ASSIGNMENT –
Print exactly what the entries say, line by line, from the first line down to the one with "use axum::Router;", inclusive.

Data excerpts

•••

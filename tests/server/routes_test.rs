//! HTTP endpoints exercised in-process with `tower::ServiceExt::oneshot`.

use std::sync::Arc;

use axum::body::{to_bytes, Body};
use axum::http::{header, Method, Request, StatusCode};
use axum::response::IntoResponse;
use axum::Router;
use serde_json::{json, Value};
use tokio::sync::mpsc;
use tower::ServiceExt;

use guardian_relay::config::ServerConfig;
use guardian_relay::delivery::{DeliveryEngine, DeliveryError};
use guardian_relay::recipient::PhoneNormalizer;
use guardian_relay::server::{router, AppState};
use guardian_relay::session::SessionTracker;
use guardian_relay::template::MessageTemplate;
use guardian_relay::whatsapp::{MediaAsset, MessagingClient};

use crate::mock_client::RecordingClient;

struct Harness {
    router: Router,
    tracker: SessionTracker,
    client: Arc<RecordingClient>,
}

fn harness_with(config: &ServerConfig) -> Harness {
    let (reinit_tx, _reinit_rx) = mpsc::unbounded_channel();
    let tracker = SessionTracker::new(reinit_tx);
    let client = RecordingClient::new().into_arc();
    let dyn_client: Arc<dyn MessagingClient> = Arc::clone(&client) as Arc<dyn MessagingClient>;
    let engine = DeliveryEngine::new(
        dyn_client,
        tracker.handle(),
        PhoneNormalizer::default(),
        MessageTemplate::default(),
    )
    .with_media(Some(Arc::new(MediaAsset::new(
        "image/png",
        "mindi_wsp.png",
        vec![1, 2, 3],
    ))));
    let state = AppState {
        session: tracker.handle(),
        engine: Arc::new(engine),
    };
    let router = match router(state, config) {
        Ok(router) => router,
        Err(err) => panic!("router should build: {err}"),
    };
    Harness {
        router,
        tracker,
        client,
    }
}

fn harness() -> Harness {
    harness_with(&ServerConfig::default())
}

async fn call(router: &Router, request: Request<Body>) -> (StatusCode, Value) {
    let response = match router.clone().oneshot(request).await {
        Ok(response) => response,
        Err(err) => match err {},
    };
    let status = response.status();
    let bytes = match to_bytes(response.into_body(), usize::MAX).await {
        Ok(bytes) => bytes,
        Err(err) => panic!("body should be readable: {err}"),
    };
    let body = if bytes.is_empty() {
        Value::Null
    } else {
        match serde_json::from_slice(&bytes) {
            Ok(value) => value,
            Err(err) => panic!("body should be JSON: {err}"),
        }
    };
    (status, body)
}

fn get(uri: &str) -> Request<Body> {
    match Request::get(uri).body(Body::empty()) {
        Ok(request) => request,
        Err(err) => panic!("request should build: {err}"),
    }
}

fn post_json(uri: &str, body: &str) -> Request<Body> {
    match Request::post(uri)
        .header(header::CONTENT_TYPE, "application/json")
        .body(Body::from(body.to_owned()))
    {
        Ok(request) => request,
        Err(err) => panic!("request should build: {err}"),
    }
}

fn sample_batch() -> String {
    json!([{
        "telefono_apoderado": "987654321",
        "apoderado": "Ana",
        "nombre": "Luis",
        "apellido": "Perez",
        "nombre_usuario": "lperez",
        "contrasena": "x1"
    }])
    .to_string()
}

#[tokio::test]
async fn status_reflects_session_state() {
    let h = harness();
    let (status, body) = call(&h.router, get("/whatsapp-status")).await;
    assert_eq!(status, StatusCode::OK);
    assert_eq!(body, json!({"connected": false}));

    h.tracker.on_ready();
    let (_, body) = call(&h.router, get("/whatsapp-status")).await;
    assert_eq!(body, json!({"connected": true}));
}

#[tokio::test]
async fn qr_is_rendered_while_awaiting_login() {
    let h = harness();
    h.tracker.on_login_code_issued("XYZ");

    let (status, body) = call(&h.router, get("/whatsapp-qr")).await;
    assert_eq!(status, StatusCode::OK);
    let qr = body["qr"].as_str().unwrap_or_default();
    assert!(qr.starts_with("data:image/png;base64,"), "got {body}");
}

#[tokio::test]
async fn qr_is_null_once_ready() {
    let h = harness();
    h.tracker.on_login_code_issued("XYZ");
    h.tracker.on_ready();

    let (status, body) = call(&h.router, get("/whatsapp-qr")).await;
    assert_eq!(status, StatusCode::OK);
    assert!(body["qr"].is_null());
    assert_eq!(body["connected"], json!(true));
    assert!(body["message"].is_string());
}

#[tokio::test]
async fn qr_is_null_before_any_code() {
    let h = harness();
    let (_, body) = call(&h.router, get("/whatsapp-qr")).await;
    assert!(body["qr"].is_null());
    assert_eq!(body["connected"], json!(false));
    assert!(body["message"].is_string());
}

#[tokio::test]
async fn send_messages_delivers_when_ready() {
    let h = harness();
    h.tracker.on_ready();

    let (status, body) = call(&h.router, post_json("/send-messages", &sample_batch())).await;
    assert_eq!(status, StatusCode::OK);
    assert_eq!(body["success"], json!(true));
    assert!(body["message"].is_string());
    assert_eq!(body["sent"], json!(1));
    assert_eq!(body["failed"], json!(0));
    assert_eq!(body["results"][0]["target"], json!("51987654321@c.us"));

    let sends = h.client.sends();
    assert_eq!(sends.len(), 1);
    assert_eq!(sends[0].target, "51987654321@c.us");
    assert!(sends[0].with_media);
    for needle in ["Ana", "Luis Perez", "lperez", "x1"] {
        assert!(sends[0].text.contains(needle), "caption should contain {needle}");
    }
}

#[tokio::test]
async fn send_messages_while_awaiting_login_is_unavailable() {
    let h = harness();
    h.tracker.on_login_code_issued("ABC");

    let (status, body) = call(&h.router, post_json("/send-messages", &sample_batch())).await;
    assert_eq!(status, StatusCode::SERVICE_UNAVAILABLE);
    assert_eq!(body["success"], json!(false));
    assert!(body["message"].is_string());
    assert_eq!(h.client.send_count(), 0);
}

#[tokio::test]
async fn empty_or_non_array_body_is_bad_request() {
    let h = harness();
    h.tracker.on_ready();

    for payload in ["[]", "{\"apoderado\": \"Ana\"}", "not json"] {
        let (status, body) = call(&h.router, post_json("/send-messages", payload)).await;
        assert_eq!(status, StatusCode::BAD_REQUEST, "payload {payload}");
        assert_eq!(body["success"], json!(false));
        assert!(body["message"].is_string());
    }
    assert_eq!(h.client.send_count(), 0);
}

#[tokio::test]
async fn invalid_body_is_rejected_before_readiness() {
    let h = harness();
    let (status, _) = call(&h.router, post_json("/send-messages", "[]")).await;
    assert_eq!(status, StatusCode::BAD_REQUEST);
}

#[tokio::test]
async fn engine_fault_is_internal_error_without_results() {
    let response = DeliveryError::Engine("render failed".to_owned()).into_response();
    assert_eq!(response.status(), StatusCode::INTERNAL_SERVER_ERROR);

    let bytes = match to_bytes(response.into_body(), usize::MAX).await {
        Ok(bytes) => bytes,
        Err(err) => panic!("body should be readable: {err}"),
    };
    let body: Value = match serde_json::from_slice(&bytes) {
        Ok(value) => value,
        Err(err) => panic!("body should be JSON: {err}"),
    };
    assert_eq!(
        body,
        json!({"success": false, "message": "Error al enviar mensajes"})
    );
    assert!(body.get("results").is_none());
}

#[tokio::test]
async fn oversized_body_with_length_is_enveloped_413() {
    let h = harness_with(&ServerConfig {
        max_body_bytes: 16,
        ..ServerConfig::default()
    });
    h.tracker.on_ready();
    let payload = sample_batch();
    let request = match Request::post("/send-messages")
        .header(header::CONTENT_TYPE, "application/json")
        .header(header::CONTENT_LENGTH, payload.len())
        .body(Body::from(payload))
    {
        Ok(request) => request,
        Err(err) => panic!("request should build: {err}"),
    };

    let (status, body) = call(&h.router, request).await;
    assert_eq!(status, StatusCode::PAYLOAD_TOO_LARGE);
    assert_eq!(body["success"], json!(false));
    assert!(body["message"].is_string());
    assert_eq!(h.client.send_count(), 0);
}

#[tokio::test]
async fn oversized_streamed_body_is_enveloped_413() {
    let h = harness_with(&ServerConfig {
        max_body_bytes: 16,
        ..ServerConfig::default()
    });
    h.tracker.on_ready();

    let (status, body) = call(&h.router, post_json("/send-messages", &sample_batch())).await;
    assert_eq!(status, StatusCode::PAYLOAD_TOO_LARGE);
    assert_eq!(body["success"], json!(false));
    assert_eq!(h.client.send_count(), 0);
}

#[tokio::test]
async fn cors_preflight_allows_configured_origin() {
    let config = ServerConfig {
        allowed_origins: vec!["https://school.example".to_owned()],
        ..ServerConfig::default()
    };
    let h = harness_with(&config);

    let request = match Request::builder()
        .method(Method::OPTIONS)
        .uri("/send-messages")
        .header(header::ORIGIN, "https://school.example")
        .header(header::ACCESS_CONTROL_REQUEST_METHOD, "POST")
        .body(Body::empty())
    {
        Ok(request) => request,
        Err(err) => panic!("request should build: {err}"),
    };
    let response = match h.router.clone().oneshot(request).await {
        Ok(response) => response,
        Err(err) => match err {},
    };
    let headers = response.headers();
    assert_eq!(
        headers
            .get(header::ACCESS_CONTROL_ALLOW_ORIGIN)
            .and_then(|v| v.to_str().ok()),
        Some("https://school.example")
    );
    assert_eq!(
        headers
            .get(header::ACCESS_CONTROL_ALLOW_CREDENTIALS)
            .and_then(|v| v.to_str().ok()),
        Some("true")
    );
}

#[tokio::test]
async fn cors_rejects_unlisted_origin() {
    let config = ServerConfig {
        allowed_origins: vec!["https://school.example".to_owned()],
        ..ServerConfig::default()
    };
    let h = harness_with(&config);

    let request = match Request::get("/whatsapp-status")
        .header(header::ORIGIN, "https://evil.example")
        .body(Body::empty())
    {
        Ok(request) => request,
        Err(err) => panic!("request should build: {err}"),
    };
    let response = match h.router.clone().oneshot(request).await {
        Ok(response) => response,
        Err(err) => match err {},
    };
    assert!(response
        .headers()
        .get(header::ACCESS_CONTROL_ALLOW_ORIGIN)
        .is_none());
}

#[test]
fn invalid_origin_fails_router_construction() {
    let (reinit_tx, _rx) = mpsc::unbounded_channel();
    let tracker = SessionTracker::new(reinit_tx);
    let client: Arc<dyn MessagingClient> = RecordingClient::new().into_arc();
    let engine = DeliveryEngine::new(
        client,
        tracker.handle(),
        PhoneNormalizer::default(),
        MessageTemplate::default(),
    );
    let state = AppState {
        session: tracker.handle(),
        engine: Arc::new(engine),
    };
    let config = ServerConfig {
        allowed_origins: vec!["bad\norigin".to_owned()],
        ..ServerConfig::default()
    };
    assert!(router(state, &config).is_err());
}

•••

ANSWER BOX –
filename tests/server/routes_test.rs
//! HTTP endpoints exercised in-process with `tower::ServiceExt::oneshot`.

use std::sync::Arc;

use axum::body::{to_bytes, Body};
use axum::http::{header, Method, Request, StatusCode};
use axum::response::IntoResponse;
use axum::Router;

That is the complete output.